◆ **Task to complete**
Exactly and only the lines from the one with "pub mod progress;" through the end of the listing are to be transcribed, both ends included.

◆ **Materials provided**
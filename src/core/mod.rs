//! Core module for the planning engine
//!
//! Everything here is a pure transformation over in-memory values: the
//! catalog snapshot and the major requirement table are passed in as
//! parameters, never held as process-wide handles.

pub mod config;
pub mod eligibility;
pub mod error;
pub mod models;
pub mod progress;
pub mod recommend;
pub mod supplemental;

/// Returns the current version of the `course-planner` crate
#[must_use]
pub const fn get_version() -> &'static str {
    env!("CARGO_PKG_VERSION")
}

◆ **Finished exercise**
pub mod progress;
pub mod recommend;
pub mod supplemental;

/// Returns the current version of the `course-planner` crate
#[must_use]
pub const fn get_version() -> &'static str {
    env!("CARGO_PKG_VERSION")
}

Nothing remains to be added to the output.